- EXERCISE
Determine how many lines below include the string "components". Reply with the number only.

(Extracted data entries)
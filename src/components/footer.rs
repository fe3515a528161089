use chrono::Datelike;
use yew::prelude::*;

use crate::components::icons::{Icon, IconView};
use crate::components::reveal::Reveal;
use crate::config;

#[function_component(Footer)]
pub fn footer() -> Html {
    let current_year = chrono::Local::now().year();

    let footer_css = r#"
        .footer {
            background: #2E177A;
            color: #fff;
            padding: 3rem 1.5rem;
            text-align: center;
        }
        .footer h2 {
            font-size: 1.75rem;
            margin-bottom: 1rem;
        }
        .footer-address p {
            margin: 0.25rem 0;
            color: rgba(255, 255, 255, 0.85);
        }
        .footer-contact {
            display: flex;
            justify-content: center;
            flex-wrap: wrap;
            gap: 2rem;
            margin: 1.5rem 0;
        }
        .footer-contact a {
            color: #fff;
            text-decoration: none;
            display: inline-flex;
            align-items: center;
            gap: 0.5rem;
        }
        .footer-copy {
            font-size: 0.9rem;
            color: rgba(255, 255, 255, 0.7);
        }
    "#;

    html! {
        <footer class="footer">
            <style>{footer_css}</style>
            <Reveal>
                <h2>{config::COMPANY_NAME}</h2>
                <div class="footer-address">
                    <IconView icon={Icon::MapPin} />
                    <p>{config::ADDRESS}</p>
                </div>
                <div class="footer-contact">
                    <a href={config::PHONE_HREF}>
                        <IconView icon={Icon::Phone} />
                        <span>{config::PHONE_DISPLAY}</span>
                    </a>
                    <a href={config::EMAIL_HREF}>
                        <IconView icon={Icon::Mail} />
                        <span>{config::EMAIL}</span>
                    </a>
                </div>
                <p class="footer-copy">
                    {format!("©{} {} | All Rights Reserved", current_year, config::COMPANY_NAME)}
                </p>
            </Reveal>
        </footer>
    }
}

- OUTPUT OF THE TASK
3